INFO 02-01 01:41:59 api_server.py:727] args: Namespace(host=None, port=8000, allow_credentials=False, allowed_origins=['*'], allowed_methods=['*'], allowed_headers=['*'], served_model_name=None, chat_template=None, response_role='assistant', ssl_keyfile=None, ssl_certfile=None, model='qwen', tokenizer=None, revision=None, tokenizer_revision=None, tokenizer_mode='auto', trust_remote_code=True, download_dir=None, load_format='auto', dtype='auto', max_model_len=None, worker_use_ray=False, pipeline_parallel_size=1, tensor_parallel_size=2, max_parallel_loading_workers=None, block_size=16, seed=0, swap_space=4, gpu_memory_utilization=0.9, max_num_batched_tokens=None, max_num_seqs=256, max_paddings=256, disable_log_stats=False, quantization='gptq', enforce_eager=False, max_context_len_to_capture=8192, engine_use_ray=False, disable_log_requests=False, max_log_len=None)

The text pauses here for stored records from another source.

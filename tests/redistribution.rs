//! Integration tests for redistribution planning and block ownership

use blockgrid::{
    block_owner, rebin, redistribution_plan, BlockDirectory, Distribution, EngineConfig,
    ProcessGrid,
};

/// Upper-triangle block pattern over a 6x6 block structure.
fn upper_directory() -> BlockDirectory {
    let coords: Vec<(usize, usize)> = (0..6)
        .flat_map(|r| (r..6).map(move |c| (r, c)))
        .collect();
    BlockDirectory::from_coordinates(&coords, &[2; 6], &[2; 6], false)
}

#[test]
fn test_plan_covers_every_block_once() {
    let dir = upper_directory();
    let rows = Distribution::weighted(&[2; 6], 2);
    let cols = Distribution::cyclic(6, 3);
    let grid = ProcessGrid::column_major(2, 3);

    let plan = redistribution_plan(&dir, &rows, &cols, &grid, false, &EngineConfig::careful());

    assert_eq!(plan.n_blocks(), 21);
    assert_eq!(plan.n_ranks(), 6);
    let grouped: usize = (0..plan.n_ranks()).map(|r| plan.for_rank(r).len()).sum();
    assert_eq!(grouped, 21);

    // Per-rank groups keep source storage order
    for rank in 0..plan.n_ranks() {
        let entries = plan.for_rank(rank);
        assert!(entries.windows(2).all(|w| w[0].index < w[1].index));
    }

    // Spot check: block (2, 5) has row bin 0 and column bin 2, which the
    // column-major 2x3 grid maps to rank 4.
    assert!(plan
        .for_rank(4)
        .iter()
        .any(|e| e.row == 2 && e.col == 5 && !e.transpose));
}

#[test]
fn test_rebin_then_redistribute_onto_reshaped_grid() {
    // The matrix moves from a 2x3 grid to a 3x2 grid: rebin both axis
    // distributions, then plan the block movement.
    let dir = upper_directory();
    let rows = Distribution::cyclic(6, 2);
    let cols = Distribution::cyclic(6, 3);

    let new_rows = rebin(&rows, 3);
    let new_cols = rebin(&cols, 2);
    let new_grid = ProcessGrid::column_major(3, 2);

    let plan = redistribution_plan(
        &dir,
        &new_rows,
        &new_cols,
        &new_grid,
        false,
        &EngineConfig::careful(),
    );

    assert_eq!(plan.n_blocks(), 21);
    assert!(plan
        .ranks()
        .all(|(rank, entries)| rank < 6 && !entries.is_empty()));
}

#[test]
fn test_symmetric_target_ships_one_orientation() {
    let dir = upper_directory();
    let rows = Distribution::cyclic(6, 2);
    let cols = Distribution::cyclic(6, 3);
    let grid = ProcessGrid::column_major(2, 3);

    let plan = redistribution_plan(&dir, &rows, &cols, &grid, true, &EngineConfig::careful());

    // Upper-triangle blocks with an even coordinate sum are already
    // canonical; odd-sum ones swap and travel transposed.
    for (_, entries) in plan.ranks() {
        for e in entries {
            if e.transpose {
                assert!(e.row > e.col, "swapped entry ({}, {})", e.row, e.col);
                assert_eq!((e.row + e.col) % 2, 1);
            }
        }
    }
}

#[test]
fn test_owner_agrees_between_grid_and_its_transpose() {
    let rows = Distribution::cyclic(6, 2);
    let cols = Distribution::cyclic(6, 3);
    let grid = ProcessGrid::column_major(2, 3);
    let flipped = grid.transposed();

    // Transposition swaps logical axes but never renumbers processes, so
    // the transposed block of a transposed matrix stays put.
    for r in 0..6 {
        for c in 0..6 {
            assert_eq!(
                block_owner(&grid, &rows, &cols, r, c, false),
                block_owner(&flipped, &cols, &rows, c, r, false)
            );
        }
    }
}

#[test]
fn test_symmetric_owner_is_orientation_independent() {
    let rows = Distribution::cyclic(6, 2);
    let cols = Distribution::cyclic(6, 2);
    let grid = ProcessGrid::column_major(2, 2);

    for r in 0..6 {
        for c in 0..6 {
            assert_eq!(
                block_owner(&grid, &rows, &cols, r, c, true),
                block_owner(&grid, &rows, &cols, c, r, true)
            );
        }
    }
}
//! Engine configuration
//!
//! All tunables live in one explicit struct passed by reference to the
//! components that consult it. There is no module-level mutable state: a
//! component either receives an [`EngineConfig`] or it has no knobs.

/// Configuration for plan construction and verification.
#[derive(Debug, Clone)]
pub struct EngineConfig {
    /// Enables extra invariant verification in hot paths (conservation
    /// re-checks after planning, range re-checks after rebinning). Off by
    /// default; plans are identical either way.
    pub careful: bool,

    /// Number of threads available to parallel passes.
    pub n_threads: usize,

    /// Minimum work-item count before a pass goes parallel. Below this the
    /// serial path runs, so tiny inputs do not pay thread-pool overhead.
    pub parallel_threshold: usize,
}

impl Default for EngineConfig {
    fn default() -> Self {
        Self {
            careful: false,
            n_threads: num_cpus::get(),
            parallel_threshold: 4096,
        }
    }
}

impl EngineConfig {
    /// Config with every verification pass enabled, for tests and debugging.
    pub fn careful() -> Self {
        Self {
            careful: true,
            ..Self::default()
        }
    }

    /// Whether a pass over `n_items` work items should run in parallel.
    pub fn should_parallelize(&self, n_items: usize) -> bool {
        self.n_threads > 1 && n_items >= self.parallel_threshold
    }
}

WARNING 02-01 01:41:59 config.py:175] gptq quantization is not fully optimized yet. The speed can be slower than non-quantized models.

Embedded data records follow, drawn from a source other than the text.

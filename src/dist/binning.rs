//! Bin distributors
//!
//! Assign `n` logical elements (matrix block-rows or block-columns) to a
//! fixed number of bins, one bin per process along a grid axis. Three modes:
//!
//! 1. **Uniform random**: no load guarantee; acceptable for coarse or test
//!    distributions only.
//! 2. **Cyclic**: element `i` goes to bin `i % nbins`; deterministic and
//!    balanced when element sizes are uniform.
//! 3. **Weighted**: greedy min-heap balancing by element size. A variant of
//!    the longest-processing-time heuristic with a max-bin-load bound of
//!    `(2 - 1/nbins)` times optimal.

use std::cmp::Reverse;
use std::collections::BinaryHeap;

use rand::Rng;

/// Assigns each of `n` elements to a uniform-random bin in `[0, nbins)`.
///
/// Draws from the supplied generator so callers control determinism; tests
/// seed a `StdRng`.
///
/// # Panics
///
/// Panics if `nbins` is zero.
pub fn uniform_random_bins<R: Rng + ?Sized>(n: usize, nbins: usize, rng: &mut R) -> Vec<usize> {
    assert!(nbins > 0, "number of bins must be positive");
    (0..n).map(|_| rng.gen_range(0..nbins)).collect()
}

/// Assigns element `i` to bin `i % nbins`.
///
/// # Panics
///
/// Panics if `nbins` is zero.
pub fn cyclic_bins(n: usize, nbins: usize) -> Vec<usize> {
    assert!(nbins > 0, "number of bins must be positive");
    (0..n).map(|i| i % nbins).collect()
}

/// Assigns elements to bins by greedy load balancing.
///
/// Elements are visited in input order; each goes to the currently lightest
/// bin, whose load then grows by the element's weight. Ties on load break
/// toward the lowest bin index, making the result a pure function of the
/// weight sequence.
///
/// # Panics
///
/// Panics if `nbins` is zero or any weight is zero.
pub fn weighted_bins(weights: &[usize], nbins: usize) -> Vec<usize> {
    assert!(nbins > 0, "number of bins must be positive");

    // Min-heap over (load, bin); the tuple order gives the tie-break.
    let mut heap: BinaryHeap<Reverse<(u64, usize)>> = (0..nbins).map(|b| Reverse((0, b))).collect();

    let mut bins = Vec::with_capacity(weights.len());
    for (i, &w) in weights.iter().enumerate() {
        assert!(w > 0, "element weight must be positive (element {})", i);

        let Reverse((load, bin)) = heap.pop().expect("heap holds one entry per bin");
        bins.push(bin);
        heap.push(Reverse((load + w as u64, bin)));
    }

    bins
}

2024-02-01 01:42:02,376 INFO worker.py:1724 -- Started a local Ray instance.
INFO 02-01 01:42:04 llm_engine.py:70] Initializing an LLM engine with config: model='qwen', tokenizer='qwen', tokenizer_mode=auto, revision=None, tokenizer_revision=None, trust_remote_code=True, dtype=torch.float16, max_seq_len=2048, download_dir=None, load_format=auto, tensor_parallel_size=2, quantization=gptq, enforce_eager=False, seed=0)
WARNING 02-01 01:42:05 tokenizer.py:62] Using a slow tokenizer. This might cause a significant slowdown. Consider using a fast tokenizer instead.

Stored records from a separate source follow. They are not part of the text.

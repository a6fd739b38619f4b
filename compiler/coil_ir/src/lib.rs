//! Coil IR - Program-tree types for the Coil runtime.
//!
//! Coil executes a restricted Python dialect. This crate defines the tree the
//! out-of-scope parser produces and the engine consumes:
//!
//! - `ExprArena`: id-indexed storage for expressions, statements, function
//!   bodies, and arbitrary-precision integer literals
//! - `Expr` / `Stmt`: tree nodes addressed by `ExprId` / `StmtId` (no `Box`)
//! - `BinaryOp` / `BoolOp` / `UnaryOp`: the dialect's operator set
//! - `Name` / `StringInterner`: compact interned identifiers
//! - `Span`: byte-offset source locations
//! - `ProgramBuilder`: the programmatic construction surface used by
//!   embedders and tests
//!
//! # Design Notes
//!
//! All tree children are `u32` indices into contiguous arena arrays, never
//! owning pointers. Integer literals live in a side table of `BigInt` so
//! `ExprKind` stays `Copy`; float literals store raw bits so `ExprKind`
//! stays `Eq` and `Hash`.

mod ast;
mod build;
mod interner;
mod name;
mod span;

pub use ast::{
    BinaryOp, BoolOp, Expr, ExprArena, ExprId, ExprKind, ExprRange, FuncBody, FuncDef, FuncId,
    IntId, NameRange, Stmt, StmtId, StmtKind, StmtRange, UnaryOp,
};
pub use build::{Program, ProgramBuilder};
pub use interner::{SharedInterner, StringInterner};
pub use name::Name;
pub use span::Span;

Traceback (most recent call last):
File "/usr/lib/python3.10/runpy.py", line 196, in _run_module_as_main
return _run_code(code, main_globals, None,
File "/usr/lib/python3.10/runpy.py", line 86, in _run_code
exec(code, run_globals)
File "/workspace/vllm/entrypoints/openai/api_server.py", line 737, in <module>
engine = AsyncLLMEngine.from_engine_args(engine_args)
File "/workspace/vllm/engine/async_llm_engine.py", line 500, in from_engine_args
engine = cls(parallel_config.worker_use_ray,
File "/workspace/vllm/engine/async_llm_engine.py", line 273, in __init__
self.engine = self._init_engine(*args, **kwargs)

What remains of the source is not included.